Так, говоря о сложной многозначности отношений Руси и кочевых народов Азии – отношений, которые вовсе не сводились к вражде и войнам, Л.Н. Гумилев основывается прежде всего на наличии взаимных, обоюдных интересов. Между тем нет сомнения, что явленная на самой заре русской истории воля к всечеловечности имела громадное значение в отношениях Руси с народами Азии. Вот хотя бы один, но очень характерный факт. Владимир Мономах в своем «Поучении» гордо рассказывает о грозных победах над половцами, но не менее гордо он сообщает: «Миров заключил с половецкими князьями без одного двадцать, и при отце и без отца, и раздаривал много скота и много одежды своей. И отпустил из оков лучших князей половецких (следует перечисление имен. – В.К.), а всего других лучших князей сто» (перевод Д.С. Лихачева). Не будь этой, выражаясь современным языком, русской принципиальной позиции в мире, отношения с кочевыми народами Азии могли бы иметь совсем иной исторический результат.[173]

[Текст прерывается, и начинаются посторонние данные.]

// Copyright 2025 Fondazione LINKS

// Licensed under the Apache License, Version 2.0 (the "License");
// you may not use this file except in compliance with the License.
// You may obtain a copy of the License at

//     http://www.apache.org/licenses/LICENSE-2.0

// Unless required by applicable law or agreed to in writing, software
// distributed under the License is distributed on an "AS IS" BASIS,
// WITHOUT WARRANTIES OR CONDITIONS OF ANY KIND, either express or implied.
// See the License for the specific language governing permissions and
// limitations under the License.

/// Key pairs
pub mod pair;
/// Key traits
pub mod traits;
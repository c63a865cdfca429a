//! Configuration management for the application.
//!
//! This module handles loading, validating, and saving application configuration
//! in TOML format with platform-specific directory resolution.

use anyhow::{Context, Result};
use serde::{Deserialize, Serialize};
use std::fs;
use std::path::PathBuf;

use crate::constants::{APP_NAME, CONFIG_DIR_ENV};
use crate::track_sizes::BucketRule;

/// Catalog data settings.
#[derive(Debug, Clone, PartialEq, Eq, Serialize, Deserialize)]
#[serde(default)]
pub struct CatalogConfig {
    /// Directory holding the collection JSON files
    pub data_dir: PathBuf,
    /// Width bucket rule for the compatibility chart
    pub bucket_rule: BucketRule,
}

impl Default for CatalogConfig {
    fn default() -> Self {
        // Keep catalog data next to the config file by default
        let data_dir = Config::config_dir()
            .map(|dir| dir.join("data"))
            .unwrap_or_else(|_| PathBuf::from("data"));

        Self {
            data_dir,
            bucket_rule: BucketRule::default(),
        }
    }
}

/// Web API server settings.
#[derive(Debug, Clone, PartialEq, Eq, Serialize, Deserialize)]
#[serde(default)]
pub struct ServerConfig {
    /// Bind address
    pub host: String,
    /// Port
    pub port: u16,
}

impl Default for ServerConfig {
    fn default() -> Self {
        Self {
            host: "127.0.0.1".to_string(),
            port: 3001,
        }
    }
}

/// Admin area settings.
#[derive(Debug, Clone, PartialEq, Eq, Serialize, Deserialize)]
pub struct AdminConfig {
    /// Hex SHA-256 digest of the admin password. Admin login is disabled when unset.
    #[serde(default)]
    pub password_sha256: Option<String>,
    /// How long an admin session stays valid
    #[serde(default = "default_session_ttl")]
    pub session_ttl_minutes: u32,
}

fn default_session_ttl() -> u32 {
    480
}

impl Default for AdminConfig {
    fn default() -> Self {
        Self {
            password_sha256: None,
            session_ttl_minutes: default_session_ttl(),
        }
    }
}

/// Search settings.
#[derive(Debug, Clone, PartialEq, Eq, Serialize, Deserialize)]
#[serde(default)]
pub struct SearchConfig {
    /// Default cap on machine search results shown by the CLI
    pub max_results: usize,
}

impl Default for SearchConfig {
    fn default() -> Self {
        Self { max_results: 50 }
    }
}

/// Application configuration.
///
/// # File Location
///
/// - Linux: `~/.config/TrackFinder/config.toml`
/// - macOS: `~/Library/Application Support/TrackFinder/config.toml`
/// - Windows: `%APPDATA%\TrackFinder\config.toml`
///
/// `TRACKFINDER_CONFIG_DIR` replaces the directory when set.
#[derive(Debug, Clone, PartialEq, Eq, Serialize, Deserialize, Default)]
pub struct Config {
    /// Catalog data settings
    #[serde(default)]
    pub catalog: CatalogConfig,
    /// Web API settings
    #[serde(default)]
    pub server: ServerConfig,
    /// Admin settings
    #[serde(default)]
    pub admin: AdminConfig,
    /// Search settings
    #[serde(default)]
    pub search: SearchConfig,
}

impl Config {
    /// Creates a new Config with default values.
    #[must_use]
    pub fn new() -> Self {
        Self::default()
    }

    /// Gets the config directory path.
    pub fn config_dir() -> Result<PathBuf> {
        if let Some(dir) = std::env::var_os(CONFIG_DIR_ENV).filter(|dir| !dir.is_empty()) {
            return Ok(PathBuf::from(dir));
        }

        let config_dir = dirs::config_dir()
            .context("Failed to determine config directory")?
            .join(APP_NAME);

        Ok(config_dir)
    }

    /// Gets the full path to the config file.
    pub fn config_file_path() -> Result<PathBuf> {
        Ok(Self::config_dir()?.join("config.toml"))
    }

    /// Checks if the config file exists on disk.
    #[must_use]
    pub fn exists() -> bool {
        Self::config_file_path()
            .map(|path| path.exists())
            .unwrap_or(false)
    }

    /// Loads configuration from the config file.
    ///
    /// If the file doesn't exist, returns default configuration.
    pub fn load() -> Result<Self> {
        let config_path = Self::config_file_path()?;

        if !config_path.exists() {
            return Ok(Self::new());
        }

        let content = fs::read_to_string(&config_path).context(format!(
            "Failed to read config file: {}",
            config_path.display()
        ))?;

        let config: Self = toml::from_str(&content).context(format!(
            "Failed to parse config file: {}",
            config_path.display()
        ))?;

        config.validate()?;
        Ok(config)
    }

    /// Saves configuration to the config file using atomic write.
    ///
    /// Uses temp file + rename pattern for atomic writes.
    pub fn save(&self) -> Result<()> {
        self.validate()?;

        let config_dir = Self::config_dir()?;
        fs::create_dir_all(&config_dir).context(format!(
            "Failed to create config directory: {}",
            config_dir.display()
        ))?;

        let content = toml::to_string_pretty(self).context("Failed to serialize configuration")?;

        let config_path = Self::config_file_path()?;
        let temp_path = config_path.with_extension("toml.tmp");

        fs::write(&temp_path, content).context(format!(
            "Failed to write temp config file: {}",
            temp_path.display()
        ))?;

        fs::rename(&temp_path, &config_path).context(format!(
            "Failed to rename temp config file to: {}",
            config_path.display()
        ))?;

        Ok(())
    }

    /// Validates configuration values.
    ///
    /// Checks:
    /// - `data_dir` is not empty
    /// - `host` is not empty and `port` is not 0
    /// - `password_sha256`, if set, is a 64 character hex digest
    /// - `session_ttl_minutes` and `max_results` are positive
    pub fn validate(&self) -> Result<()> {
        if self.catalog.data_dir.as_os_str().is_empty() {
            anyhow::bail!("catalog.data_dir cannot be empty");
        }

        if self.server.host.trim().is_empty() {
            anyhow::bail!("server.host cannot be empty");
        }
        if self.server.port == 0 {
            anyhow::bail!("server.port must be between 1 and 65535");
        }

        if let Some(digest) = &self.admin.password_sha256 {
            if digest.len() != 64 || !digest.chars().all(|c| c.is_ascii_hexdigit()) {
                anyhow::bail!("admin.password_sha256 must be a 64 character hex SHA-256 digest");
            }
        }
        if self.admin.session_ttl_minutes == 0 {
            anyhow::bail!("admin.session_ttl_minutes must be at least 1");
        }

        if self.search.max_results == 0 {
            anyhow::bail!("search.max_results must be at least 1");
        }

        Ok(())
    }

    /// Sets the data directory with validation.
    pub fn set_data_dir(&mut self, path: PathBuf) -> Result<()> {
        self.catalog.data_dir = path;
        self.validate()
    }

    /// Whether admin login is possible.
    #[must_use]
    pub fn admin_enabled(&self) -> bool {
        self.admin.password_sha256.is_some()
    }
}

#[cfg(test)]
mod tests {
    use super::*;
    use std::fs;
    use tempfile::TempDir;

    #[test]
    fn test_config_new() {
        let config = Config::new();
        assert_eq!(config.server.port, 3001);
        assert_eq!(config.catalog.bucket_rule, BucketRule::Truncate);
        assert_eq!(config.search.max_results, 50);
        assert!(!config.admin_enabled());
        assert!(config.validate().is_ok());
    }

    #[test]
    fn test_config_validate_rejects_bad_values() {
        let mut config = Config::new();
        config.server.port = 0;
        assert!(config.validate().is_err());

        let mut config = Config::new();
        config.admin.password_sha256 = Some("not-a-digest".to_string());
        assert!(config.validate().is_err());

        let mut config = Config::new();
        config.admin.password_sha256 = Some("a".repeat(64));
        assert!(config.validate().is_ok());

        let mut config = Config::new();
        assert!(config.set_data_dir(PathBuf::new()).is_err());
    }

    #[test]
    fn test_config_partial_file_uses_defaults() {
        let content = r#"
            [catalog]
            data_dir = "/srv/trackfinder"
            bucket_rule = "nearest"
        "#;

        let config: Config = toml::from_str(content).unwrap();
        assert_eq!(config.catalog.data_dir, PathBuf::from("/srv/trackfinder"));
        assert_eq!(config.catalog.bucket_rule, BucketRule::Nearest);
        assert_eq!(config.server, ServerConfig::default());
        assert_eq!(config.admin.session_ttl_minutes, 480);
    }

    #[test]
    fn test_config_partial_section_uses_defaults() {
        let config: Config = toml::from_str("[server]\nport = 8080\n").unwrap();
        assert_eq!(config.server.port, 8080);
        assert_eq!(config.server.host, "127.0.0.1");
    }

    #[test]
    fn test_config_save_and_load() {
        let temp_dir = TempDir::new().unwrap();
        let config_file = temp_dir.path().join("config.toml");

        let mut config = Config::new();
        config.catalog.data_dir = temp_dir.path().join("data");
        config.server.port = 8080;

        // Manually save to temp location for testing
        let content = toml::to_string_pretty(&config).unwrap();
        fs::write(&config_file, content).unwrap();

        let content = fs::read_to_string(&config_file).unwrap();
        let loaded: Config = toml::from_str(&content).unwrap();
        assert_eq!(loaded, config);
    }
}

В своей последней, предсмертной статье 1881 года Достоевский писал, что в предшествующие «два века… чего-чего мы не делали, чтоб Европа приняла нас за своих, за европейцев, за одних только европейцев, а не за татар…

От окна в Европу отвернуться трудно, тут фатум… Нам нельзя оставлять Европу… Европа нам тоже мать, как и сия, вторая мать наша; мы многое взяли от нее, и опять возьмем, и не захотим быть перед нею неблагодарными…

А между тем Азия – да ведь это и впрямь может быть наш исход в нашем будущем – опять восклицаю я!.. Принцип, новый принцип, новый взгляд на дело – вот что необходимо!»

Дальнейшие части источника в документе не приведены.